Work to be completed ::
Lines with the word "CRUD" in them must be copied from the records below.
START Dataset records
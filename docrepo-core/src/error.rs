//! Error types and result types for repository and persistence operations.
//!
//! Three layers of errors exist:
//!
//! - [`DocumentStoreError`] is raised by collection handles and databases.
//! - [`MappingError`] is raised by the [`Mapper`](crate::mapper::Mapper).
//! - [`ServiceError`] is what callers of a
//!   [`RepositoryService`](crate::service::RepositoryService) see. Persistence failures are
//!   flattened into [`ServiceError::Internal`], mapper failures pass through unchanged.

use bson::error::Error as BsonError;
use thiserror::Error;

/// Represents all possible errors that can occur when interacting with a document database.
#[derive(Error, Debug)]
pub enum DocumentStoreError {
    /// Serialization/deserialization error when converting between BSON and entities.
    #[error("Serialization error: {0}")]
    Serialization(String),
    /// Error during database initialization or connection setup.
    #[error("Initialization error: {0}")]
    Initialization(String),
    /// A document with the given key already exists in the collection.
    /// The first argument is the document key, the second is the collection name.
    #[error("Document {0} already exists in collection {1}")]
    DocumentAlreadyExists(String, String),
    /// The requested collection does not exist in the database.
    #[error("Collection not found: {0}")]
    CollectionNotFound(String),
    /// The document is not a BSON document or has an invalid structure.
    #[error("Invalid document: {0}")]
    InvalidDocument(String),
    /// The filter uses an operator or operand the backend cannot evaluate.
    #[error("Invalid filter: {0}")]
    InvalidFilter(String),
    /// An external identifier could not be converted into a document key.
    /// The first argument is the identifier, the second the conversion failure.
    #[error("Invalid identifier {0}: {1}")]
    InvalidIdentifier(String, String),
    /// An error occurred in the underlying storage backend.
    #[error("Backend error: {0}")]
    Backend(String),
}

/// A specialized `Result` type for persistence operations.
pub type DocumentStoreResult<T> = Result<T, DocumentStoreError>;

impl From<BsonError> for DocumentStoreError {
    fn from(err: BsonError) -> Self {
        DocumentStoreError::Serialization(err.to_string())
    }
}

/// Errors raised while transforming an object from one shape into another.
#[derive(Error, Debug)]
pub enum MappingError {
    /// The source could not be serialized or the destination could not be built from it.
    #[error("Mapping {source_type} -> {destination_type} failed: {message}")]
    Serialization {
        source_type: &'static str,
        destination_type: &'static str,
        message: String,
    },
    /// A registered conversion received or produced a value of an unexpected type.
    #[error("Mapping {source_type} -> {destination_type} produced a value of the wrong type")]
    TypeMismatch {
        source_type: &'static str,
        destination_type: &'static str,
    },
}

/// A specialized `Result` type for mapper operations.
pub type MappingResult<T> = Result<T, MappingError>;

/// The errors a repository service reports to its callers.
#[derive(Error, Debug)]
pub enum ServiceError {
    /// Any persistence-layer failure. Only the original message survives.
    #[error("Internal server error: {message}")]
    Internal { message: String },
    /// A mapper failure, propagated unchanged.
    #[error(transparent)]
    Mapping(#[from] MappingError),
}

impl ServiceError {
    /// Builds an internal error from any displayable failure.
    pub fn internal(err: impl std::fmt::Display) -> Self {
        ServiceError::Internal { message: err.to_string() }
    }

    /// Returns `true` for [`ServiceError::Internal`].
    pub fn is_internal(&self) -> bool {
        matches!(self, ServiceError::Internal { .. })
    }
}

/// A specialized `Result` type for repository service operations.
pub type ServiceResult<T> = Result<T, ServiceError>;

#[cfg(test)]
mod tests {
    use super::*;

    #[test]
    fn internal_error_keeps_only_the_message() {
        let err = ServiceError::internal(DocumentStoreError::Backend("connection reset".into()));

        match &err {
            ServiceError::Internal { message } => {
                assert_eq!(message, "Backend error: connection reset");
            }
            other => panic!("unexpected error {other:?}"),
        }
        assert!(err.is_internal());
        assert_eq!(err.to_string(), "Internal server error: Backend error: connection reset");
    }

    #[test]
    fn mapping_error_is_transparent() {
        let err: ServiceError = MappingError::TypeMismatch {
            source_type: "A",
            destination_type: "B",
        }
        .into();

        assert!(!err.is_internal());
        assert_eq!(err.to_string(), "Mapping A -> B produced a value of the wrong type");
    }
}
//! Generic repository service.
//!
//! [`RepositoryService`] is the uniform CRUD and mapping facade over one entity's
//! collection. Concrete resource services compose it with their own entity type:
//!
//! ```ignore
//! use docrepo::prelude::*;
//!
//! pub struct UserService<H: CollectionHandle> {
//!     repository: RepositoryService<User, H>,
//! }
//!
//! impl<H: CollectionHandle> UserService<H> {
//!     pub async fn find_by_email(&self, email: &str) -> ServiceResult<Option<User>> {
//!         self.repository.find_one(Filter::eq("email", email)).await
//!     }
//! }
//! ```
//!
//! # Errors
//!
//! Every persistence failure, including a malformed identifier, is reported as
//! [`ServiceError::Internal`] carrying the original message. Mapper failures are passed
//! through as [`ServiceError::Mapping`]. A missing document is `Ok(None)`.

use serde::{Serialize, de::DeserializeOwned};
use std::{marker::PhantomData, sync::Arc};
use tracing::{debug, warn};

use crate::{
    database::DocumentDatabase,
    entity::{Entity, EntityExt},
    error::{DocumentStoreError, DocumentStoreResult, ServiceError, ServiceResult},
    filter::Filter,
    handle::{CollectionHandle, DeleteSummary, UpdateOptions},
    key::{KEY_FIELD, parse_key},
    mapper::Mapper,
};

/// CRUD and mapping facade over the collection of entity `T`.
///
/// The collection handle and mapper are injected at construction and never replaced.
///
/// # Type Parameters
///
/// * `T` - The entity type stored in the collection
/// * `H` - The collection handle type
#[derive(Debug)]
pub struct RepositoryService<T: Entity, H: CollectionHandle> {
    handle: H,
    mapper: Arc<Mapper>,
    _marker: PhantomData<T>,
}

impl<T: Entity, H: CollectionHandle> RepositoryService<T, H> {
    /// Creates a service over the given collection handle and mapper.
    pub fn new(handle: H, mapper: Arc<Mapper>) -> Self {
        Self { handle, mapper, _marker: PhantomData }
    }

    /// Returns the injected collection handle.
    pub fn handle(&self) -> &H {
        &self.handle
    }

    /// Returns the injected mapper.
    pub fn mapper(&self) -> &Arc<Mapper> {
        &self.mapper
    }

    /// Returns the model name of `T`.
    pub fn model_name(&self) -> &'static str {
        T::model_name()
    }

    /// Returns the view-model name of `T`, the model name suffixed with `Vm`.
    pub fn view_model_name(&self) -> String {
        format!("{}Vm", T::model_name())
    }

    /// Maps one object of shape `S` into shape `D`.
    pub async fn map<S, D>(&self, object: S) -> ServiceResult<D>
    where
        S: Serialize + Send + 'static,
        D: DeserializeOwned + Send + 'static,
    {
        Ok(self.mapper.map::<S, D>(object)?)
    }

    /// Maps a sequence of objects of shape `S` into shape `D`, preserving order.
    pub async fn map_array<S, D>(&self, objects: Vec<S>) -> ServiceResult<Vec<D>>
    where
        S: Serialize + Send + 'static,
        D: DeserializeOwned + Send + 'static,
    {
        Ok(self.mapper.map_array::<S, D>(objects)?)
    }

    /// Returns every entity matching `filter`; [`Filter::all`] selects the whole collection.
    pub async fn find_all(&self, filter: Filter) -> ServiceResult<Vec<T>> {
        debug!(model = T::model_name(), collection = self.handle.name(), ?filter, "find_all");

        self.try_find_all(filter)
            .await
            .map_err(|e| self.internal("find_all", e))
    }

    /// Returns the first entity matching `filter`, or `None`.
    pub async fn find_one(&self, filter: Filter) -> ServiceResult<Option<T>> {
        debug!(model = T::model_name(), collection = self.handle.name(), ?filter, "find_one");

        self.try_find_one(filter)
            .await
            .map_err(|e| self.internal("find_one", e))
    }

    /// Returns the entity with the given identifier, or `None`.
    pub async fn find_by_id(&self, id: &str) -> ServiceResult<Option<T>> {
        debug!(model = T::model_name(), collection = self.handle.name(), id, "find_by_id");

        self.try_find_by_id(id)
            .await
            .map_err(|e| self.internal("find_by_id", e))
    }

    /// Stores `item` and returns it as stored, including its generated key.
    pub async fn create(&self, item: T) -> ServiceResult<T> {
        debug!(model = T::model_name(), collection = self.handle.name(), "create");

        self.try_create(item)
            .await
            .map_err(|e| self.internal("create", e))
    }

    /// Removes the entity with the given identifier and returns it as it was, or `None`.
    pub async fn delete(&self, id: &str) -> ServiceResult<Option<T>> {
        debug!(model = T::model_name(), collection = self.handle.name(), id, "delete");

        self.try_delete(id)
            .await
            .map_err(|e| self.internal("delete", e))
    }

    /// Replaces the entity with the given identifier by `item` and returns the result.
    ///
    /// The whole document is replaced: fields absent from `item` are dropped. The stored
    /// key is kept regardless of any key carried by `item`. Returns `None` if no entity has
    /// the identifier.
    pub async fn update(&self, id: &str, item: T) -> ServiceResult<Option<T>> {
        debug!(model = T::model_name(), collection = self.handle.name(), id, "update");

        self.try_update(id, item)
            .await
            .map_err(|e| self.internal("update", e))
    }

    /// Removes every entity matching `filter`; [`Filter::all`] empties the collection.
    pub async fn clear_collection(&self, filter: Filter) -> ServiceResult<DeleteSummary> {
        debug!(model = T::model_name(), collection = self.handle.name(), ?filter, "clear_collection");

        self.handle
            .delete_many(filter)
            .await
            .map_err(|e| self.internal("clear_collection", e))
    }

    async fn try_find_all(&self, filter: Filter) -> DocumentStoreResult<Vec<T>> {
        self.handle
            .find(filter)
            .await?
            .into_iter()
            .map(T::from_document)
            .collect()
    }

    async fn try_find_one(&self, filter: Filter) -> DocumentStoreResult<Option<T>> {
        self.handle
            .find_one(filter)
            .await?
            .map(T::from_document)
            .transpose()
    }

    async fn try_find_by_id(&self, id: &str) -> DocumentStoreResult<Option<T>> {
        self.handle
            .find_by_id(parse_key(id)?)
            .await?
            .map(T::from_document)
            .transpose()
    }

    async fn try_create(&self, item: T) -> DocumentStoreResult<T> {
        T::from_document(
            self.handle
                .create(item.to_document()?)
                .await?,
        )
    }

    async fn try_delete(&self, id: &str) -> DocumentStoreResult<Option<T>> {
        self.handle
            .find_by_id_and_remove(parse_key(id)?)
            .await?
            .map(T::from_document)
            .transpose()
    }

    async fn try_update(&self, id: &str, item: T) -> DocumentStoreResult<Option<T>> {
        let key = parse_key(id)?;
        let mut replacement = item.to_document()?;
        replacement.remove(KEY_FIELD);

        self.handle
            .find_by_id_and_update(key, replacement, UpdateOptions::returning_new())
            .await?
            .map(T::from_document)
            .transpose()
    }

    fn internal(&self, operation: &'static str, err: DocumentStoreError) -> ServiceError {
        warn!(
            model = T::model_name(),
            collection = self.handle.name(),
            operation,
            error = %err,
            "persistence failure"
        );

        ServiceError::internal(err)
    }

    /// Creates a service over the collection of `T` in `database`.
    pub fn from_store<D>(database: &D, mapper: Arc<Mapper>) -> Self
    where
        D: DocumentDatabase<Handle = H>,
    {
        Self::new(database.typed_collection::<T>(), mapper)
    }
}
END Dataset records
The answer ::
//! [`RepositoryService`] is the uniform CRUD and mapping facade over one entity's
/// CRUD and mapping facade over the collection of entity `T`.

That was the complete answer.